Emily Frye said she spent two months in a cell next to Beecroft's, and they ate meals together and "talked a lot about problems we have in the outside world." They were known to each other as "Nikki" and "French Frye."

Their friendship fell apart after fellow inmates in their housing pod taunted Beecroft as a "babykiller" and Beecroft spread jailhouse gossip that Frye was a "snitch" and couldn't be trusted, Frye said.

Frye, of Oakdale, was being held on felony charges of third-degree murder in connection with the methadone overdose death of a Scandia man in January. Beecroft, also of Oakdale, already had spent six years in prison for killing her newborn baby, and had been moved to the county jail in Stillwater to await her new trial on an indictment of first-degree premeditated murder.

Last summer, the Minnesota Supreme Court ordered a new trial for Beecroft on grounds of interference by people not associated with the first trial.

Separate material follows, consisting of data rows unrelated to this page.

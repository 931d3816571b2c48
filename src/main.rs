mod cli;

use clap::Parser;
use cli::{Cli, Commands, FilterArgs, OutputFormat};
use colored::*;
use std::collections::BTreeMap;
use mobility_explorer::{
    config::Config,
    eligibility::{evaluate_all, evaluate_country, EligibilityResult, EligibilityStatus, MatchPath},
    error::{self, ExplorerError},
    loader::{load_dataset, Dataset, FileDataSource},
    tui,
    utils,
};
use tracing::{error, info, warn};
use tracing_subscriber::EnvFilter;

#[tokio::main]
async fn main() {
    let cli = Cli::parse();
    init_tracing(matches!(cli.command, Commands::Tui));

    if let Err(e) = run(cli).await {
        error!("{}", e);
        eprintln!("{}", format!("Error: {}", e).red());
        std::process::exit(1);
    }
}

async fn run(cli: Cli) -> error::Result<()> {
    let config = Config::load(&cli.config)
        .map_err(|e| ExplorerError::Other(e.context(format!("failed to load configuration from {}", cli.config))))?;

    match cli.command {
        Commands::Tui => {
            info!("Starting interactive explorer...");
            tui::run_tui(config).await
        }

        Commands::Check { country, filter, format } => {
            info!("Checking eligibility for {}", country);
            check_country(&config, &country, &filter, format).await
        }

        Commands::Scan { filter, status, format, verbose } => {
            info!("Scanning all countries...");
            scan_countries(&config, &filter, status, format, verbose).await
        }

        Commands::Rules { country } => list_rules(&config, country.as_deref()).await,

        Commands::Init => {
            info!("Initializing...");
            initialize(&config).await
        }
    }
}

/// Log to stderr. The TUI owns the terminal, so it stays silent unless
/// `RUST_LOG` asks otherwise.
fn init_tracing(interactive: bool) {
    let default = if interactive { "off" } else { "mobility_explorer=info,warn" };
    let filter = EnvFilter::try_from_default_env().unwrap_or_else(|_| EnvFilter::new(default));

    tracing_subscriber::fmt()
        .with_env_filter(filter)
        .with_writer(std::io::stderr)
        .init();
}

async fn load(config: &Config) -> Dataset {
    let source = FileDataSource::from_config(config);
    let dataset = load_dataset(&source, &config.normalizer()).await;
    if !dataset.is_loaded() {
        warn!("Data only partially loaded; affected countries show as no data");
    }
    dataset
}

fn resolve_filter(args: &FilterArgs, config: &Config) -> mobility_explorer::filter::FilterInput {
    let filter = args.resolve(config);
    if !filter.persona.is_recognized() {
        warn!("Unrecognized persona {:?}; no visa will match", filter.persona.label());
    }
    filter
}

async fn check_country(
    config: &Config,
    country: &str,
    args: &FilterArgs,
    format: OutputFormat,
) -> error::Result<()> {
    let filter = resolve_filter(args, config);
    let dataset = load(config).await;
    let normalizer = config.normalizer();
    let name = normalizer.normalize(country);

    let result = evaluate_country(&filter, dataset.rules.as_ref(), &normalizer, country);

    if format == OutputFormat::Json {
        let output = serde_json::json!({
            "country": name,
            "filter": filter,
            "color": result.status.color_hex(),
            "result": result,
        });
        println!("{}", serde_json::to_string_pretty(&output)?);
        return Ok(());
    }

    println!("{}", format!("=== {} ===", name).cyan().bold());
    println!(
        "Filter: {} | age {} | income {}",
        filter.persona.label(),
        filter.age,
        utils::format_usd(filter.income_usd)
    );
    println!("Status: {}", utils::colored_status(result.status));

    if dataset.geometry.as_ref().is_some_and(|g| g.get(&name).is_none()) {
        println!("{}", "Note: this country is not on the map".yellow());
    }

    match result.status {
        EligibilityStatus::Unknown => {
            println!("{}", "No rules in the demo data for this country.".dimmed());
        }
        EligibilityStatus::Ineligible => {
            println!("No matching visa in demo for current filters.");
        }
        EligibilityStatus::Eligible => {
            println!("\n{}", "Matching visas:".yellow());
            for visa in &result.matches {
                let via = match visa.path {
                    MatchPath::Persona => String::new(),
                    MatchPath::YoungRetireeFallback => " (fallback: under minimum age)".yellow().to_string(),
                };
                println!(
                    "  {} - {}{}",
                    visa.rule.label.green().bold(),
                    utils::format_thresholds(visa.rule.min_age, visa.rule.min_income_usd),
                    via
                );
                if let Some(notes) = &visa.rule.notes {
                    println!("    {}", notes.dimmed());
                }
            }
        }
    }

    println!("\n{}", "Demo data only. Not legal advice.".dimmed());
    Ok(())
}

async fn scan_countries(
    config: &Config,
    args: &FilterArgs,
    status: Option<EligibilityStatus>,
    format: OutputFormat,
    verbose: bool,
) -> error::Result<()> {
    let filter = resolve_filter(args, config);
    let dataset = load(config).await;

    if dataset.geometry.is_none() {
        warn!("No world geometry loaded from {}; nothing to scan", config.data.world_path);
    }

    let results = evaluate_all(&filter, &dataset);
    let rows: Vec<_> = match status {
        Some(status) => results.with_status(status).collect(),
        None => results.iter().collect(),
    };

    if format == OutputFormat::Json {
        let countries: BTreeMap<&str, &EligibilityResult> = rows.iter().copied().collect();
        let output = serde_json::json!({
            "filter": filter,
            "summary": results.summary(),
            "countries": countries,
        });
        println!("{}", serde_json::to_string_pretty(&output)?);
        return Ok(());
    }

    let summary = results.summary();
    println!("\n{}", "=== Scan Results ===".cyan().bold());
    println!(
        "Filter:       {} | age {} | income {}",
        filter.persona.label(),
        filter.age,
        utils::format_usd(filter.income_usd)
    );
    println!("Countries:    {}", summary.total);
    println!("Eligible:     {} ✓", summary.eligible.to_string().green());
    println!("Not eligible: {}", summary.ineligible.to_string().bright_black());
    println!("No data yet:  {}", summary.unknown.to_string().dimmed());

    if rows.is_empty() {
        return Ok(());
    }

    let widths = [32, 12, 8];
    println!();
    utils::print_table_border(60);
    utils::print_table_row(&["Country", "Status", "Matches"], &widths);
    utils::print_table_border(60);

    for (name, result) in &rows {
        // Pad before coloring so ANSI codes don't skew the columns.
        let status = utils::pad(&result.status.to_string(), widths[1]);
        println!(
            "{}  {}  {}",
            utils::pad(name, widths[0]),
            utils::paint_status(result.status, &status),
            result.matches.len()
        );
        if verbose {
            for visa in &result.matches {
                println!(
                    "    - {} ({})",
                    visa.rule.label,
                    utils::format_thresholds(visa.rule.min_age, visa.rule.min_income_usd)
                );
            }
        }
    }
    utils::print_table_border(60);

    Ok(())
}

async fn list_rules(config: &Config, country: Option<&str>) -> error::Result<()> {
    let dataset = load(config).await;
    let normalizer = config.normalizer();

    let Some(rules) = dataset.rules.as_ref() else {
        return Err(ExplorerError::Data(format!(
            "no visa rules could be loaded from {}",
            config.data.rules_path
        )));
    };

    let selected: Vec<_> = match country {
        Some(name) => {
            let canonical = normalizer.normalize(name);
            let entry = rules
                .get(&canonical)
                .ok_or_else(|| ExplorerError::UnknownCountry(canonical.clone()))?;
            vec![entry]
        }
        None => rules.iter().collect(),
    };

    for entry in selected {
        println!("{}", entry.country_name.cyan().bold());
        if entry.visas.is_empty() {
            println!("  {}", "(no usable visa entries)".dimmed());
        }
        for visa in &entry.visas {
            let categories: Vec<&str> = visa.categories.iter().map(String::as_str).collect();
            println!(
                "  {} [{}] - {}",
                visa.label.bold(),
                categories.join(", "),
                utils::format_thresholds(visa.min_age, visa.min_income_usd)
            );
            if let Some(notes) = &visa.notes {
                println!("    {}", notes.dimmed());
            }
        }
    }

    Ok(())
}

async fn initialize(config: &Config) -> error::Result<()> {
    println!("{}", "Mobility Explorer".green().bold());
    println!("{}", "✓ Configuration loaded".green());

    let dataset = load(config).await;
    match &dataset.rules {
        Some(rules) => println!(
            "{}",
            format!("✓ Rules loaded: {} countries, {} visas", rules.len(), rules.visa_count()).green()
        ),
        None => println!("{}", format!("✗ Rules unavailable ({})", config.data.rules_path).red()),
    }
    match &dataset.geometry {
        Some(geometry) => println!("{}", format!("✓ Geometry loaded: {} countries", geometry.len()).green()),
        None => println!("{}", format!("✗ Geometry unavailable ({})", config.data.world_path).red()),
    }

    println!("\n{}", "Configuration:".cyan());
    let rendered = toml::to_string_pretty(config).map_err(|e| ExplorerError::Config(e.to_string()))?;
    for line in rendered.lines() {
        println!("  {}", line);
    }

    println!("\n{}", "Ready to use! Try running:".cyan());
    println!("  {} to check one country", "mobility-explorer check Portugal --age 62".yellow());
    println!("  {} to list eligible countries", "mobility-explorer scan --status eligible".yellow());
    println!("  {} to launch the explorer", "mobility-explorer tui".yellow());
    Ok(())
}
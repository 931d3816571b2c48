use ratatui::{
    layout::Rect,
    style::{Modifier, Style},
    text::{Line, Span},
    widgets::{Block, Borders, Clear, List, ListItem},
    Frame,
};
use crate::tui::theme::Theme;

pub fn render(frame: &mut Frame, area: Rect, theme: &Theme) {
    let keybindings = vec![
        ("Tab / Shift+Tab", "Next / Previous screen"),
        ("↑ / ↓", "Select country"),
        ("p / P", "Next / Previous persona"),
        ("← / →", "Age -1 / +1"),
        ("[ / ]", "Income -$1,000 / +$1,000"),
        ("f", "Cycle table filter"),
        ("r", "Reload data"),
        ("?", "Toggle help"),
        ("q / Esc", "Quit"),
    ];

    let items: Vec<ListItem> = keybindings
        .iter()
        .map(|(key, desc)| {
            let content = vec![
                Span::styled(
                    format!("{:15}", key),
                    Style::default()
                        .fg(theme.warning)
                        .add_modifier(Modifier::BOLD),
                ),
                Span::raw(" - "),
                Span::styled(*desc, Style::default().fg(theme.foreground)),
            ];
            ListItem::new(Line::from(content))
        })
        .collect();

    let list = List::new(items)
        .block(
            Block::default()
                .borders(Borders::ALL)
                .title("Keybindings")
                .border_style(Style::default().fg(theme.primary)),
        );

    frame.render_widget(Clear, area);
    frame.render_widget(list, area);
}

Frye, now on furlough from the jail for treatment at a drug addiction center, testified in Washington County District Court that she voluntarily met with a police investigator this month to state her concern about Beecroft's baby. When prosecutor Karin McCarthy asked Frye why she came to court to testify, she responded: "I'm doing it for the baby. It just breaks my heart."

Frye said Beecroft talked of the case nearly every day but showed little emotion about it. Beecroft confided that she drank alcohol in hopes of ending the pregnancy, Frye said, and described disposing of the girl's body in a trash can soon after giving birth in April 2007.

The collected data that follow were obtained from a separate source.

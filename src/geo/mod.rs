use serde_json::Value;
use std::collections::BTreeMap;
use tracing::{debug, warn};
use crate::{
    error::{ExplorerError, Result},
    rules::NameNormalizer,
};

/// A displayable country boundary. The shape is kept as the raw GeoJSON
/// geometry (or TopoJSON arc references) for whatever renders it.
#[derive(Debug, Clone, PartialEq)]
pub struct CountryShape {
    pub name: String,
    /// Spelling found in the source file before normalization.
    pub source_name: String,
    pub geometry: Value,
}

/// Countries to display, keyed by canonical name.
#[derive(Debug, Clone, Default, PartialEq)]
pub struct GeometrySet {
    shapes: BTreeMap<String, CountryShape>,
}

impl GeometrySet {
    /// Read a GeoJSON `FeatureCollection` or a TopoJSON `Topology` with a
    /// `countries` object.
    pub fn from_document(document: &Value, normalizer: &NameNormalizer) -> Result<Self> {
        let features = match document.get("type").and_then(Value::as_str) {
            Some("FeatureCollection") => document
                .get("features")
                .and_then(Value::as_array)
                .ok_or_else(|| ExplorerError::Data("FeatureCollection has no features array".into()))?
                .iter()
                .map(|feature| (feature, feature.get("geometry").cloned().unwrap_or(Value::Null)))
                .collect::<Vec<_>>(),
            Some("Topology") => document
                .pointer("/objects/countries/geometries")
                .and_then(Value::as_array)
                .ok_or_else(|| ExplorerError::Data("Topology has no objects.countries.geometries".into()))?
                .iter()
                .map(|geometry| (geometry, geometry.clone()))
                .collect::<Vec<_>>(),
            other => {
                return Err(ExplorerError::Data(format!(
                    "unsupported geometry document type: {:?}",
                    other
                )))
            }
        };

        let mut set = GeometrySet::default();
        for (feature, geometry) in features {
            let Some(source_name) = feature.pointer("/properties/name").and_then(Value::as_str) else {
                warn!("Skipping geometry feature without properties.name");
                continue;
            };
            set.insert(normalizer, source_name, geometry);
        }

        debug!("Loaded geometry for {} countries", set.len());
        Ok(set)
    }

    /// Add a shape under its normalized name. Returns `false` when the
    /// country was already present; the first shape is kept.
    pub fn insert(&mut self, normalizer: &NameNormalizer, source_name: &str, geometry: Value) -> bool {
        let name = normalizer.normalize(source_name);
        if name.is_empty() {
            warn!("Skipping geometry feature with an empty name");
            return false;
        }
        if self.shapes.contains_key(&name) {
            debug!("Duplicate geometry for {}, keeping the first", name);
            return false;
        }
        self.shapes.insert(
            name.clone(),
            CountryShape {
                name,
                source_name: source_name.to_string(),
                geometry,
            },
        );
        true
    }

    pub fn get(&self, canonical_name: &str) -> Option<&CountryShape> {
        self.shapes.get(canonical_name)
    }

    pub fn names(&self) -> impl Iterator<Item = &str> {
        self.shapes.keys().map(String::as_str)
    }

    pub fn len(&self) -> usize {
        self.shapes.len()
    }

    pub fn is_empty(&self) -> bool {
        self.shapes.is_empty()
    }
}

impl GeometrySet {
    /// A geometry set with empty shapes, for callers that only know names.
    pub fn from_names<'a, I>(names: I, normalizer: &NameNormalizer) -> Self
    where
        I: IntoIterator<Item = &'a str>,
    {
        let mut set = GeometrySet::default();
        for name in names {
            set.insert(normalizer, name, Value::Null);
        }
        set
    }
}

#[cfg(test)]
mod tests {
    use super::*;
    use serde_json::json;

    #[test]
    fn reads_feature_collection() {
        let doc = json!({
            "type": "FeatureCollection",
            "features": [
                { "type": "Feature", "properties": { "name": "Spain" },
                  "geometry": { "type": "Polygon", "coordinates": [] } },
                { "type": "Feature", "properties": { "name": "Viet Nam" }, "geometry": null },
                { "type": "Feature", "properties": {}, "geometry": null }
            ]
        });

        let set = GeometrySet::from_document(&doc, &NameNormalizer::default()).unwrap();
        assert_eq!(set.names().collect::<Vec<_>>(), vec!["Spain", "Vietnam"]);
        assert_eq!(set.get("Vietnam").unwrap().source_name, "Viet Nam");
        assert_eq!(set.get("Spain").unwrap().geometry["type"], "Polygon");
    }

    #[test]
    fn reads_topology_countries() {
        let doc = json!({
            "type": "Topology",
            "objects": { "countries": { "type": "GeometryCollection", "geometries": [
                { "type": "Polygon", "arcs": [[0]], "properties": { "name": "Thailand" } },
                { "type": "Polygon", "arcs": [[1]], "properties": { "name": "Thailand" } }
            ]}},
            "arcs": []
        });

        let set = GeometrySet::from_document(&doc, &NameNormalizer::default()).unwrap();
        assert_eq!(set.len(), 1);
        assert_eq!(set.get("Thailand").unwrap().geometry["arcs"], json!([[0]]));
    }

    #[test]
    fn rejects_unknown_document() {
        let err = GeometrySet::from_document(&json!({ "type": "Point" }), &NameNormalizer::default());
        assert!(matches!(err, Err(ExplorerError::Data(_))));
    }
}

Beecroft is accused of stabbing her baby 135 times, but her defense attorneys contend the baby was already dead when the stabbing occurred.

"I believe she might have thought it was alive," Frye said at one point but in another reference recalled that Beecroft told her "the baby was gray and not moving, not breathing."

Defense attorney Luke Stellpflug, implying collusion, tried to discredit Frye's statements to police as being identical to that of another female jail inmate. He also asked Frye why she said Beecroft had been held in segregation, suggesting serious misbehavior, when in fact she had been locked in her cell for a day for having too many religious books.

In response to his questioning about the timing of her decision to testify, Frye said she decided to testify to change her "negative ways" and denied fabricating her testimony.

"Did you make this up? McCarthy asked. "No," Frye said in a strong voice.